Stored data
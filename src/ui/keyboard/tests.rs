use super::*;

fn collect_with_key_event(key: egui::Key, modifiers: egui::Modifiers) -> Vec<AppIntent> {
    let ctx = egui::Context::default();
    let mut raw_input = egui::RawInput {
        modifiers,
        ..Default::default()
    };
    raw_input.events.push(egui::Event::Key {
        key,
        physical_key: None,
        pressed: true,
        repeat: false,
        modifiers,
    });

    let mut events = Vec::new();
    let _ = ctx.run(raw_input, |ctx| {
        egui::CentralPanel::default().show(ctx, |ui| {
            events = collect_keyboard_intents(ui);
        });
    });

    events
}

#[test]
fn test_escape_emits_exit_intent() {
    let events = collect_with_key_event(egui::Key::Escape, egui::Modifiers::default());
    assert_eq!(events, vec![AppIntent::ExitRequested]);
}

#[test]
fn test_ctrl_q_emits_exit_intent() {
    let events = collect_with_key_event(egui::Key::Q, egui::Modifiers::COMMAND);
    assert_eq!(events, vec![AppIntent::ExitRequested]);
}

#[test]
fn test_plain_q_is_ignored() {
    let events = collect_with_key_event(egui::Key::Q, egui::Modifiers::default());
    assert!(events.is_empty());
}
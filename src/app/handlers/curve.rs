//! Handler für Kurven-Editing: Anker anhängen, Drag-Lifecycle.

use crate::app::state::InteractionState;
use crate::app::AppState;
use crate::core::{CurveError, HitTarget};
use glam::Vec2;

/// Hängt einen neuen Anker an die Kurve an.
pub fn append_anchor(state: &mut AppState, pos: Vec2) {
    state.curve.append_anchor(pos);

    if log::log_enabled!(log::Level::Debug) {
        let last_segment = state.curve.segment_count().checked_sub(1);
        if let Some(seg) = last_segment.and_then(|i| state.curve.segment(i).ok()) {
            log::debug!("Neues Segment:\n{}", seg.coefficients());
        }
    }
}

/// Greift ein Element für den folgenden Drag.
pub fn begin_drag(state: &mut AppState, target: HitTarget) {
    state.interaction = InteractionState::Dragging(target);
    log::debug!("Drag gestartet: {}", target.label());
}

/// Setzt das gegriffene Element auf `pos`. Ohne aktiven Drag ein No-op.
pub fn drag_to(state: &mut AppState, pos: Vec2) -> Result<(), CurveError> {
    let Some(target) = state.interaction.drag_target() else {
        return Ok(());
    };

    match target {
        HitTarget::Anchor(i) => state.curve.move_anchor(i, pos),
        HitTarget::ForwardHandle(i) => state.curve.move_forward_handle(i, pos),
        HitTarget::BackwardHandle(i) => state.curve.move_backward_handle(i, pos),
    }
}

/// Lässt das gegriffene Element los.
pub fn end_drag(state: &mut AppState) {
    if let Some(target) = state.interaction.drag_target() {
        log::debug!("Drag beendet: {}", target.label());
    }
    state.interaction = InteractionState::Idle;
}
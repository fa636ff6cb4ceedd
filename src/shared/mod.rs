//! Geteilte Typen für layer-übergreifende Verträge.
//!
//! Enthält Typen, die zwischen `app` und `ui` geteilt werden,
//! um direkte Abhängigkeiten zu vermeiden.

pub mod options;
mod render_scene;

pub use options::EditorOptions;
pub use render_scene::{HandleGuide, HandleKind, RenderScene};
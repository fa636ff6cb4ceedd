//! Zeichenflächen-Input: egui-Zeigerereignisse → AppIntent.
//!
//! Ein Tastendruck zählt nur innerhalb der Zeichenfläche. Solange die primäre
//! Taste gehalten wird, werden Bewegungen auch außerhalb weitergereicht;
//! verlässt der Zeiger das Fenster (`PointerGone`), gilt das als Loslassen.

use super::keyboard;
use crate::app::AppIntent;
use glam::Vec2;

/// Verfolgt, ob die primäre Maustaste auf der Zeichenfläche gedrückt wurde.
#[derive(Debug, Default)]
pub struct InputState {
    primary_held: bool,
}

impl InputState {
    /// Erstellt einen neuen, leeren Input-Zustand.
    pub fn new() -> Self {
        Self::default()
    }

    /// Gibt zurück, ob gerade ein Drag mit der primären Taste läuft.
    pub fn is_primary_held(&self) -> bool {
        self.primary_held
    }

    /// Sammelt Zeichenflächen- und Keyboard-Events dieses Frames als AppIntents.
    pub fn collect_canvas_events(&mut self, ui: &egui::Ui, canvas: egui::Rect) -> Vec<AppIntent> {
        let raw_events = ui.input(|i| i.events.clone());

        let mut events = self.translate_pointer_events(&raw_events, canvas);
        events.extend(keyboard::collect_keyboard_intents(ui));
        events
    }

    /// Übersetzt rohe egui-Events in Zeiger-Intents mit Canvas-lokalen Koordinaten.
    pub fn translate_pointer_events(
        &mut self,
        raw_events: &[egui::Event],
        canvas: egui::Rect,
    ) -> Vec<AppIntent> {
        let mut events = Vec::new();

        for event in raw_events {
            match *event {
                egui::Event::PointerButton {
                    pos,
                    button: egui::PointerButton::Primary,
                    pressed: true,
                    ..
                } => {
                    if !self.primary_held && canvas.contains(pos) {
                        self.primary_held = true;
                        events.push(AppIntent::PointerPressed {
                            pos: canvas_local(pos, canvas),
                        });
                    }
                }
                egui::Event::PointerButton {
                    button: egui::PointerButton::Primary,
                    pressed: false,
                    ..
                }
                | egui::Event::PointerGone => {
                    if self.primary_held {
                        self.primary_held = false;
                        events.push(AppIntent::PointerReleased);
                    }
                }
                egui::Event::PointerMoved(pos) => {
                    if self.primary_held {
                        events.push(AppIntent::PointerMoved {
                            pos: canvas_local(pos, canvas),
                        });
                    }
                }
                _ => {}
            }
        }

        events
    }
}

/// Rechnet eine Bildschirmposition in Koordinaten relativ zur Canvas-Ecke um.
pub fn canvas_local(pos: egui::Pos2, canvas: egui::Rect) -> Vec2 {
    let local = pos - canvas.min;
    Vec2::new(local.x, local.y)
}
//! Handler für Anwendungssteuerung.

use crate::app::AppState;

/// Fordert das kontrollierte Beenden der Anwendung an.
pub fn request_exit(state: &mut AppState) {
    state.should_exit = true;
    log::info!("Beenden angefordert");
}
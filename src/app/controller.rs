//! Interaction Controller für zentrale Event-Verarbeitung.

use super::render_scene;
use super::{AppCommand, AppIntent, AppState};
use crate::shared::RenderScene;
use anyhow::Context;

/// Orchestriert Zeiger-Events und Kurven-Mutationen auf den AppState.
#[derive(Default)]
pub struct InteractionController;

impl InteractionController {
    /// Erstellt einen neuen Controller.
    pub fn new() -> Self {
        Self
    }

    /// Verarbeitet einen Intent über Intent->Command Mapping.
    pub fn handle_intent(&mut self, state: &mut AppState, intent: AppIntent) -> anyhow::Result<()> {
        let commands = self.map_intent_to_commands(state, intent);
        for command in commands {
            self.handle_command(state, command)?;
        }

        Ok(())
    }

    fn map_intent_to_commands(&self, state: &AppState, intent: AppIntent) -> Vec<AppCommand> {
        super::intent_mapping::map_intent_to_commands(state, intent)
    }

    /// Führt mutierende Commands auf dem AppState aus.
    /// Dispatcht an Feature-Handler in `handlers/`.
    pub fn handle_command(
        &mut self,
        state: &mut AppState,
        command: AppCommand,
    ) -> anyhow::Result<()> {
        state.command_log.record(&command);
        use super::handlers;

        match command {
            // === Kurve ===
            AppCommand::AppendAnchor { pos } => handlers::curve::append_anchor(state, pos),
            AppCommand::BeginDrag { target } => handlers::curve::begin_drag(state, target),
            AppCommand::DragTo { pos } => handlers::curve::drag_to(state, pos)
                .with_context(|| format!("Drag auf ({:.1}, {:.1}) fehlgeschlagen", pos.x, pos.y))?,
            AppCommand::EndDrag => handlers::curve::end_drag(state),

            // === Anwendungssteuerung ===
            AppCommand::RequestExit => handlers::session::request_exit(state),
        }

        Ok(())
    }

    /// Baut die Render-Szene aus dem aktuellen AppState.
    pub fn build_render_scene(&self, state: &AppState) -> RenderScene {
        render_scene::build(state)
    }
}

* What is expected
Which lines in the records above contain the string "InputState"? Copy them.

* Written solution
pub struct InputState {
impl InputState {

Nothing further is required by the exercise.